The goal of the hackathons is to offer a number of different entry points “for women who, for whatever reason, were not feeling comfortable attending tech events,” says Leah Bannon, an 18F product manager who spearheaded the effort. “The idea was kind of to make it a ‘gateway drug’ into tech events."

18F is also trying to hack the hiring process to make it more attuned to the types of high-tech, high-skilled workers the government increasingly needs. The takeaway of 18F’s effort: Diversity doesn’t have to suffer in the search for top talent, Bannon says. 

“When you work hard to find the best people, you end up with a very diverse team,” she says. “It's not about having quotas.”

Advocates for a more diverse federal tech workforce also see hopeful signs in a few recent personnel shifts at the highest levels of government tech.

Last summer, the White House named Megan Smith, a Google executive with the company’s cutting-edge research arm, to be the nation’s first female chief technology officer. 

Throughout the Obama administration, the White House has famously poached from Google and other digital giants to fill high-ranking tech positions. 

It sounds optimistic, but in the future, the government could actually have first dibs on top talent—men and women alike, says Merici Vinton, who helped launch the original digital team at the brand-new Consumer Financial Protection Bureau in 2011.

"People in Silicon Valley focus on the snacks and the free food and the beer and the Ping Pong,” she says. “And actually my guess is, that's not going to be popular—nobody's going to want that in five years. What you want is an organization you feel like you can make a difference in and you can grow in.”
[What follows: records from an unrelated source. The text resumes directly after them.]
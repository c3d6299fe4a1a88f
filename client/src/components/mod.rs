//! Reusable UI component modules.
//!
//! SYSTEM CONTEXT
//! ==============
//! Components render the shared auth-card chrome so the login and signup
//! pages only own their form fields and submit wiring.

pub mod auth_layout;
pub mod error_banner;
pub mod submit_button;
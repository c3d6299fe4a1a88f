#![recursion_limit = "256"]

mod config;
mod routes;
mod state;

#[tokio::main]
async fn main() {
    // A missing .env file is normal outside local development.
    let _ = dotenvy::dotenv();
    tracing_subscriber::fmt::init();

    let config = config::Config::from_env().expect("invalid configuration");
    let state = state::AppState::new(&config).expect("http client init failed");
    tracing::info!(auth_api_url = %config.auth_api_url, "auth proxy configured");

    let app = routes::app(state).expect("leptos app init failed");
    let listener = tokio::net::TcpListener::bind(format!("0.0.0.0:{}", config.port))
        .await
        .expect("failed to bind");

    tracing::info!(port = config.port, "streamify listening");
    axum::serve(listener, app).await.expect("server failed");
}
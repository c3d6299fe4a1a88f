//! Page modules for route-level screens.
//!
//! ARCHITECTURE
//! ============
//! Each page owns its form state and submit wiring and delegates the shared
//! card chrome to `components`.

pub mod home;
pub mod login;
pub mod signup;
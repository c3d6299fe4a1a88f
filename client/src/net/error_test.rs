use super::*;

#[test]
fn from_status_keeps_backend_message() {
    let err = ApiError::from_status(401, r#"{"message":"Invalid email or password"}"#);
    assert_eq!(
        err,
        ApiError::Status { status: 401, message: Some("Invalid email or password".to_owned()) }
    );
    assert_eq!(err.user_message(), "Invalid email or password");
}

#[test]
fn from_status_without_message_falls_back() {
    let err = ApiError::from_status(500, "{}");
    assert_eq!(err.server_message(), None);
    assert_eq!(err.user_message(), FALLBACK_ERROR_MESSAGE);
}

#[test]
fn from_status_with_non_json_body_falls_back() {
    let err = ApiError::from_status(502, "<html>Bad Gateway</html>");
    assert_eq!(err, ApiError::Status { status: 502, message: None });
    assert_eq!(err.user_message(), FALLBACK_ERROR_MESSAGE);
}

#[test]
fn from_status_ignores_blank_message() {
    let err = ApiError::from_status(400, r#"{"message":"   "}"#);
    assert_eq!(err.user_message(), FALLBACK_ERROR_MESSAGE);
}

#[test]
fn network_and_decode_errors_use_fallback() {
    assert_eq!(ApiError::Network("offline".to_owned()).user_message(), FALLBACK_ERROR_MESSAGE);
    assert_eq!(ApiError::Decode("eof".to_owned()).user_message(), FALLBACK_ERROR_MESSAGE);
}

#[test]
fn display_formats_each_variant() {
    assert_eq!(ApiError::Network("offline".to_owned()).to_string(), "network error: offline");
    assert_eq!(ApiError::Status { status: 429, message: None }.to_string(), "request failed: 429");
    assert_eq!(ApiError::Decode("eof".to_owned()).to_string(), "invalid response: eof");
}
Smith, the new CTO, has a unique perspective on what ails Silicon Valley. “I think the tech industry is at that moment where it's starting to wake up,” she said during an interview at The Atlantic Ideas Forum last fall. 

Advocates hope her appointment as federal CTO will similarly help enliven efforts to increase the diversity of the government’s tech workforce. 

When asked at Fortune's Most Powerful Women Summit last fall about efforts to increase the number of women and girls in STEM fields, Smith cited the importance of mentorship, of increasing the visibility of successful women in tech and the need for hands-on computer science education beginning in elementary school. 

“All the things we're doing, we just need to keep doing them,” she said. “They're working."